ECLI:NL:RVS:2002:AE6920
Raad van State
- Hoger beroep
- C.A. Terwee-van Hilten
- J.A.W. Scholten-Hinloopen
- Ch.W. Mouton
- Rechtspraak.nl
Hoger beroep tegen de vrijstelling van het bestemmingsplan voor een houten terras in de Archipelbuurt te Den Haag
In deze zaak gaat het om een hoger beroep dat is ingesteld door een appellant tegen de uitspraak van de arrondissementsrechtbank te Den Haag van 18 juli 2001. De rechtbank had het beroep van de appellant ongegrond verklaard, waarbij de appellant zich verzette tegen de vrijstelling die burgemeester en wethouders van Den Haag hadden verleend voor het plaatsen van een houten terras aan de achtergevel van een eengezinswoning in de Archipelbuurt. De vrijstelling was gegeven op basis van een besluit van 1 september 1999, waarin de burgemeester en wethouders afweken van de voorschriften van het bestemmingsplan "Archipelbuurt/Willemspark II". De appellant stelde dat deze vrijstelling onterecht was verleend en dat er sprake was van een onevenredige inbreuk op zijn privacy.

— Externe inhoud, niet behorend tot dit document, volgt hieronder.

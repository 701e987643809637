use serde::{Deserialize, Serialize};
use std::time::Duration;

pub const DEFAULT_BASE_URL: &str = "https://openrouter.ai/api/v1";
pub const DEFAULT_MODEL: &str = "openai/gpt-oss-120b:free";
pub const DEFAULT_REDIS_URL: &str = "redis://127.0.0.1:6379/0";
pub const DEFAULT_KEY_PREFIX: &str = "chat:";
/// Longest session expiry accepted, in hours (30 days)
pub const MAX_TTL_HOURS: u64 = 720;

pub const DEFAULT_SYSTEM_PROMPT: &str = "You are a helpful AI assistant with persistent memory.
You remember previous conversations even across sessions.
Reference past discussions naturally when relevant.";

/// Environment variables consulted after the config file is read.
pub const ENV_API_KEY: &str = "OPENROUTER_API_KEY";
pub const ENV_BASE_URL: &str = "RECALL_BASE_URL";
pub const ENV_MODEL: &str = "DEFAULT_MODEL";
pub const ENV_REDIS_URL: &str = "REDIS_URL";
pub const ENV_TTL_HOURS: &str = "DEFAULT_TTL_HOURS";
pub const ENV_LOG_LEVEL: &str = "RECALL_LOG_LEVEL";

/// Top-level configuration, loaded once at startup.
#[derive(Debug, Clone, Serialize, Deserialize, PartialEq)]
pub struct Config {
    pub version: String,
    pub llm: LlmConfig,
    pub store: StoreConfig,
    pub logging: LoggingConfig,
}

impl Default for Config {
    fn default() -> Self {
        Self {
            version: env!("CARGO_PKG_VERSION").to_string(),
            llm: LlmConfig::default(),
            store: StoreConfig::default(),
            logging: LoggingConfig::default(),
        }
    }
}

impl Config {
    /// Apply environment overrides using the given lookup.
    ///
    /// Empty values are ignored so that an exported-but-blank variable does
    /// not wipe a value from the file.
    pub fn apply_env_overrides<F>(&mut self, lookup: F) -> ConfigResult<()>
    where
        F: Fn(&str) -> Option<String>,
    {
        let get = |name: &str| lookup(name).filter(|v| !v.trim().is_empty());

        if let Some(key) = get(ENV_API_KEY) {
            self.llm.api_key = key;
        }
        if let Some(url) = get(ENV_BASE_URL) {
            self.llm.base_url = url;
        }
        if let Some(model) = get(ENV_MODEL) {
            self.llm.model = model;
        }
        if let Some(url) = get(ENV_REDIS_URL) {
            self.store.url = url;
        }
        if let Some(hours) = get(ENV_TTL_HOURS) {
            self.store.default_ttl_hours = hours.trim().parse().map_err(|_| {
                ConfigError::Validation(format!("{} must be a whole number of hours: {}", ENV_TTL_HOURS, hours))
            })?;
        }
        if let Some(level) = get(ENV_LOG_LEVEL) {
            self.logging.level = level.parse()?;
        }
        Ok(())
    }

    /// Apply overrides from the process environment.
    pub fn apply_process_env(&mut self) -> ConfigResult<()> {
        self.apply_env_overrides(|name| std::env::var(name).ok())
    }

    /// 获取配置值的快捷方法
    pub fn get_value(&self, key: &str) -> Option<String> {
        let parts: Vec<&str> = key.split('.').collect();
        match parts.as_slice() {
            ["version"] => Some(self.version.clone()),
            ["llm", "base_url"] => Some(self.llm.base_url.clone()),
            ["llm", "api_key"] => Some(if self.llm.api_key.is_empty() {
                "<unset>".to_string()
            } else {
                "<set>".to_string()
            }),
            ["llm", "model"] => Some(self.llm.model.clone()),
            ["llm", "temperature"] => Some(self.llm.temperature.to_string()),
            ["llm", "max_tokens"] => self.llm.max_tokens.map(|v| v.to_string()),
            ["llm", "timeout_seconds"] => Some(self.llm.timeout_seconds.to_string()),
            ["llm", "max_retries"] => Some(self.llm.max_retries.to_string()),
            ["llm", "system_prompt"] => Some(self.llm.system_prompt.clone()),
            ["store", "backend"] => Some(self.store.backend.to_string()),
            ["store", "url"] => Some(self.store.redacted_url()),
            ["store", "key_prefix"] => Some(self.store.key_prefix.clone()),
            ["store", "default_ttl_hours"] => Some(self.store.default_ttl_hours.to_string()),
            ["store", "connect_timeout_seconds"] => {
                Some(self.store.connect_timeout_seconds.to_string())
            }
            ["store", "response_timeout_seconds"] => {
                Some(self.store.response_timeout_seconds.to_string())
            }
            ["store", "enable_search"] => Some(self.store.enable_search.to_string()),
            ["logging", "level"] => Some(self.logging.level.to_string()),
            ["logging", "json"] => Some(self.logging.json.to_string()),
            ["logging", "file"] => self.logging.file.clone(),
            _ => None,
        }
    }

    /// 设置配置值
    pub fn set_value(&mut self, key: &str, value: &str) -> ConfigResult<()> {
        let parts: Vec<&str> = key.split('.').collect();
        match parts.as_slice() {
            ["llm", "base_url"] => self.llm.base_url = value.to_string(),
            ["llm", "api_key"] => self.llm.api_key = value.to_string(),
            ["llm", "model"] => self.llm.model = value.to_string(),
            ["llm", "temperature"] => self.llm.temperature = parse_value(key, value)?,
            ["llm", "max_tokens"] => self.llm.max_tokens = Some(parse_value(key, value)?),
            ["llm", "timeout_seconds"] => self.llm.timeout_seconds = parse_value(key, value)?,
            ["llm", "max_retries"] => self.llm.max_retries = parse_value(key, value)?,
            ["llm", "system_prompt"] => self.llm.system_prompt = value.to_string(),
            ["store", "backend"] => self.store.backend = value.parse()?,
            ["store", "url"] => self.store.url = value.to_string(),
            ["store", "key_prefix"] => self.store.key_prefix = value.to_string(),
            ["store", "default_ttl_hours"] => {
                self.store.default_ttl_hours = parse_value(key, value)?
            }
            ["store", "connect_timeout_seconds"] => {
                self.store.connect_timeout_seconds = parse_value(key, value)?
            }
            ["store", "response_timeout_seconds"] => {
                self.store.response_timeout_seconds = parse_value(key, value)?
            }
            ["store", "enable_search"] => self.store.enable_search = parse_value(key, value)?,
            ["logging", "level"] => self.logging.level = value.parse()?,
            ["logging", "json"] => self.logging.json = parse_value(key, value)?,
            ["logging", "file"] => self.logging.file = Some(value.to_string()),
            _ => return Err(ConfigError::KeyNotFound(key.to_string())),
        }
        Ok(())
    }
}

fn parse_value<T: std::str::FromStr>(key: &str, value: &str) -> ConfigResult<T> {
    value
        .trim()
        .parse()
        .map_err(|_| ConfigError::Validation(format!("Invalid value for {}: {}", key, value)))
}

/// Chat-completion endpoint settings
#[derive(Debug, Clone, Serialize, Deserialize, PartialEq)]
pub struct LlmConfig {
    pub base_url: String,
    /// Bearer credential; usually supplied through `OPENROUTER_API_KEY`
    #[serde(default, skip_serializing_if = "String::is_empty")]
    pub api_key: String,
    pub model: String,
    pub temperature: f32,
    #[serde(default, skip_serializing_if = "Option::is_none")]
    pub max_tokens: Option<u32>,
    pub timeout_seconds: u64,
    /// Transient-failure retries; 0 disables the retry middleware
    #[serde(default)]
    pub max_retries: u32,
    #[serde(default = "default_system_prompt")]
    pub system_prompt: String,
}

fn default_system_prompt() -> String {
    DEFAULT_SYSTEM_PROMPT.to_string()
}

impl Default for LlmConfig {
    fn default() -> Self {
        Self {
            base_url: DEFAULT_BASE_URL.to_string(),
            api_key: String::new(),
            model: DEFAULT_MODEL.to_string(),
            temperature: 0.7,
            max_tokens: None,
            timeout_seconds: 60,
            max_retries: 0,
            system_prompt: default_system_prompt(),
        }
    }
}

impl LlmConfig {
    pub fn timeout(&self) -> Duration {
        Duration::from_secs(self.timeout_seconds)
    }
}

/// History store backend
#[derive(Debug, Clone, Copy, Serialize, Deserialize, PartialEq, Eq, Default)]
#[serde(rename_all = "lowercase")]
pub enum StoreBackend {
    #[default]
    Redis,
    Memory,
}

impl std::fmt::Display for StoreBackend {
    fn fmt(&self, f: &mut std::fmt::Formatter<'_>) -> std::fmt::Result {
        match self {
            StoreBackend::Redis => write!(f, "redis"),
            StoreBackend::Memory => write!(f, "memory"),
        }
    }
}

impl std::str::FromStr for StoreBackend {
    type Err = ConfigError;

    fn from_str(s: &str) -> ConfigResult<Self> {
        match s.to_lowercase().as_str() {
            "redis" => Ok(StoreBackend::Redis),
            "memory" => Ok(StoreBackend::Memory),
            _ => Err(ConfigError::Validation(format!("Invalid store backend: {}", s))),
        }
    }
}

/// History store settings
#[derive(Debug, Clone, Serialize, Deserialize, PartialEq)]
pub struct StoreConfig {
    #[serde(default)]
    pub backend: StoreBackend,
    pub url: String,
    pub key_prefix: String,
    /// Whole-session expiry in hours; 0 means never expire
    pub default_ttl_hours: u64,
    #[serde(default = "default_connect_timeout")]
    pub connect_timeout_seconds: u64,
    #[serde(default = "default_response_timeout")]
    pub response_timeout_seconds: u64,
    #[serde(default)]
    pub enable_search: bool,
}

fn default_connect_timeout() -> u64 {
    5
}

fn default_response_timeout() -> u64 {
    5
}

impl Default for StoreConfig {
    fn default() -> Self {
        Self {
            backend: StoreBackend::Redis,
            url: DEFAULT_REDIS_URL.to_string(),
            key_prefix: DEFAULT_KEY_PREFIX.to_string(),
            default_ttl_hours: 24,
            connect_timeout_seconds: default_connect_timeout(),
            response_timeout_seconds: default_response_timeout(),
            enable_search: false,
        }
    }
}

impl StoreConfig {
    /// Session TTL, or `None` when sessions never expire.
    pub fn ttl(&self) -> Option<Duration> {
        ttl_from_hours(self.default_ttl_hours)
    }

    pub fn connect_timeout(&self) -> Duration {
        Duration::from_secs(self.connect_timeout_seconds)
    }

    pub fn response_timeout(&self) -> Duration {
        Duration::from_secs(self.response_timeout_seconds)
    }

    /// The store URL with any password replaced, safe for logs.
    pub fn redacted_url(&self) -> String {
        redact_url(&self.url)
    }
}

/// Convert a TTL in hours to a duration; zero means no expiry.
pub fn ttl_from_hours(hours: u64) -> Option<Duration> {
    if hours == 0 {
        None
    } else {
        Some(Duration::from_secs(hours.saturating_mul(3600)))
    }
}

fn redact_url(url: &str) -> String {
    let Some((scheme, rest)) = url.split_once("://") else {
        return url.to_string();
    };
    let Some((userinfo, host)) = rest.rsplit_once('@') else {
        return url.to_string();
    };
    match userinfo.split_once(':') {
        Some((user, _)) => format!("{}://{}:***@{}", scheme, user, host),
        None => format!("{}://***@{}", scheme, host),
    }
}

/// 日志级别
#[derive(Debug, Clone, Copy, Serialize, Deserialize, PartialEq, Eq, Default)]
#[serde(rename_all = "lowercase")]
pub enum LogLevel {
    Trace,
    Debug,
    #[default]
    Info,
    Warn,
    Error,
}

impl std::fmt::Display for LogLevel {
    fn fmt(&self, f: &mut std::fmt::Formatter<'_>) -> std::fmt::Result {
        let s = match self {
            LogLevel::Trace => "trace",
            LogLevel::Debug => "debug",
            LogLevel::Info => "info",
            LogLevel::Warn => "warn",
            LogLevel::Error => "error",
        };
        f.write_str(s)
    }
}

impl std::str::FromStr for LogLevel {
    type Err = ConfigError;

    fn from_str(s: &str) -> ConfigResult<Self> {
        match s.to_lowercase().as_str() {
            "trace" => Ok(LogLevel::Trace),
            "debug" => Ok(LogLevel::Debug),
            "info" => Ok(LogLevel::Info),
            "warn" | "warning" => Ok(LogLevel::Warn),
            "error" => Ok(LogLevel::Error),
            _ => Err(ConfigError::Validation(format!("Invalid log level: {}", s))),
        }
    }
}

/// Logging 配置
#[derive(Debug, Clone, Serialize, Deserialize, PartialEq, Default)]
pub struct LoggingConfig {
    pub level: LogLevel,
    #[serde(default)]
    pub json: bool,
    #[serde(default, skip_serializing_if = "Option::is_none")]
    pub file: Option<String>,
}

#[derive(thiserror::Error, Debug)]
pub enum ConfigError {
    #[error("IO error: {0}")]
    Io(#[from] std::io::Error),

    #[error("JSON error: {0}")]
    Json(#[from] serde_json::Error),

    #[error("Validation error: {0}")]
    Validation(String),

    #[error("Missing required value: {0}")]
    MissingValue(String),

    #[error("Key not found: {0}")]
    KeyNotFound(String),

    #[error("Environment variable not found: {0}")]
    EnvVarNotFound(String),

    #[error("Invalid path: {0}")]
    InvalidPath(String),
}

pub type ConfigResult<T> = std::result::Result<T, ConfigError>;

De Raad van State heeft de zaak op 25 juli 2002 ter zitting behandeld, waarbij de appellant werd bijgestaan door zijn advocaat. De burgemeester en wethouders werden vertegenwoordigd door een ambtenaar van de gemeente. Tijdens de zitting is de situatie ter plaatse besproken, evenals de argumenten van de appellant en de burgemeester en wethouders. De Raad van State oordeelde dat de rechtbank de gronden van de appellant terecht had verworpen. De rechtbank had terecht vastgesteld dat het terras op één lijn moest worden gesteld met de in de planvoorschriften genoemde onderdelen en dat er geen reden was om aan te nemen dat de vrijstelling niet in redelijkheid was verleend.
De Raad van State bevestigde de uitspraak van de rechtbank en oordeelde dat er geen aanleiding was voor een proceskostenveroordeling. De beslissing werd uitgesproken in naam der Koningin, waarbij de voorzitter en de leden van de Afdeling bestuursrechtspraak van de Raad van State de uitspraak ondertekenden.